** WHAT TO WORK ON **
Look through the material below and report every line that includes "templates".

Segment Start: THE DATA

//! Kerplow CLI - Interactive scaffolding for Node.js projects

use anyhow::Result;
use clap::Parser;
use kerplow_core::{KerplowError, ProductConfig, RunArgs};
use std::path::PathBuf;

/// Kerplow product configuration
#[derive(Clone)]
pub struct KerplowConfig;

impl ProductConfig for KerplowConfig {
    fn name(&self) -> &'static str {
        "kerplow"
    }

    fn display_name(&self) -> &'static str {
        "Kerplow"
    }

    fn template_dir_env(&self) -> &'static str {
        "KERPLOW_TEMPLATE_DIR"
    }

    /// `templates/` next to the directory holding the executable
    fn default_template_dir(&self) -> PathBuf {
        std::env::current_exe()
            .ok()
            .and_then(|exe| exe.parent().map(|dir| dir.join("..").join("templates")))
            .unwrap_or_else(|| PathBuf::from("templates"))
    }
}

#[derive(Parser, Debug)]
#[command(name = "kerplow")]
#[command(about = "Interactive scaffolding installer for Node.js projects")]
#[command(version)]
pub struct Args {
    /// Auto-confirm all prompts (non-interactive mode)
    #[arg(short, long)]
    pub yes: bool,

    /// Overwrite shared config files in an existing project instead of scaffolding
    #[arg(short, long)]
    pub update: bool,

    /// Update every git repository below the directory
    #[arg(short, long, requires = "update")]
    pub recursive: bool,

    /// Re-indent tracked text files with tabs
    #[arg(short = 't', long, requires = "update")]
    pub retab: bool,

    /// File names to leave alone when retabbing (comma-separated)
    #[arg(
        short = 'x',
        long,
        value_delimiter = ',',
        default_values = ["package.json", "package-lock.json"]
    )]
    pub exclude: Vec<String>,

    /// Report what retab would change without writing
    #[arg(short, long = "dry-run", requires = "retab")]
    pub dry_run: bool,

    /// Project directory (defaults to the current directory)
    #[arg(long)]
    pub directory: Option<PathBuf>,

    /// Local template tree to install from (overrides KERPLOW_TEMPLATE_DIR)
    #[arg(long = "template-dir")]
    pub template_dir: Option<PathBuf>,

    /// Keep kerplow in the project's dependencies after scaffolding
    #[arg(long)]
    pub no_self_remove: bool,

    /// Do not run the package manager for an empty dependency list
    #[arg(long)]
    pub skip_empty_installs: bool,

    /// Print the route registration list for a routes directory as JSON and exit
    #[arg(long, value_name = "DIR")]
    pub routes: Option<PathBuf>,
}

impl From<Args> for RunArgs {
    fn from(args: Args) -> Self {
        RunArgs {
            directory: args.directory,
            template_dir: args.template_dir,
            yes: args.yes,
            update: args.update,
            recursive: args.recursive,
            retab: args.retab,
            exclude: args.exclude,
            dry_run: args.dry_run,
            no_self_remove: args.no_self_remove,
            skip_empty_installs: args.skip_empty_installs,
        }
    }
}

fn print_routes(dir: &std::path::Path) -> Result<()> {
    let routes = kerplow_core::discover_routes(dir)?;
    print!("{}", kerplow_core::render_routes(&routes)?);
    Ok(())
}

async fn dispatch(args: Args) -> Result<i32> {
    if let Some(dir) = &args.routes {
        print_routes(dir)?;
        return Ok(0);
    }

    let outcome = kerplow_core::run(&KerplowConfig, args.into()).await?;
    Ok(outcome.exit_code())
}

/// Exit code for a failed run: the package manager's own code when it failed
fn error_exit_code(error: &anyhow::Error) -> i32 {
    error
        .downcast_ref::<KerplowError>()
        .map_or(1, KerplowError::exit_code)
}

#[tokio::main(flavor = "current_thread")]
async fn main() {
    // Ensure terminal cursor is restored on panic
    let default_panic = std::panic::take_hook();
    std::panic::set_hook(Box::new(move |info| {
        let _ = console::Term::stderr().show_cursor();
        default_panic(info);
    }));

    // Handle Ctrl+C gracefully
    ctrlc::set_handler(move || {
        let _ = console::Term::stderr().show_cursor();
        std::process::exit(130);
    })
    .ok();

    let args = Args::parse();
    let result = dispatch(args).await;

    // Ensure cursor is visible on normal exit
    let _ = console::Term::stderr().show_cursor();

    let code = match result {
        Ok(code) => code,
        Err(e) => {
            eprintln!("Error: {:#}", e);
            error_exit_code(&e)
        }
    };
    std::process::exit(code);
}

Segment End: THE DATA

** ANSWER TO THIS PROBLEM **
    /// `templates/` next to the directory holding the executable
            .and_then(|exe| exe.parent().map(|dir| dir.join("..").join("templates")))
            .unwrap_or_else(|| PathBuf::from("templates"))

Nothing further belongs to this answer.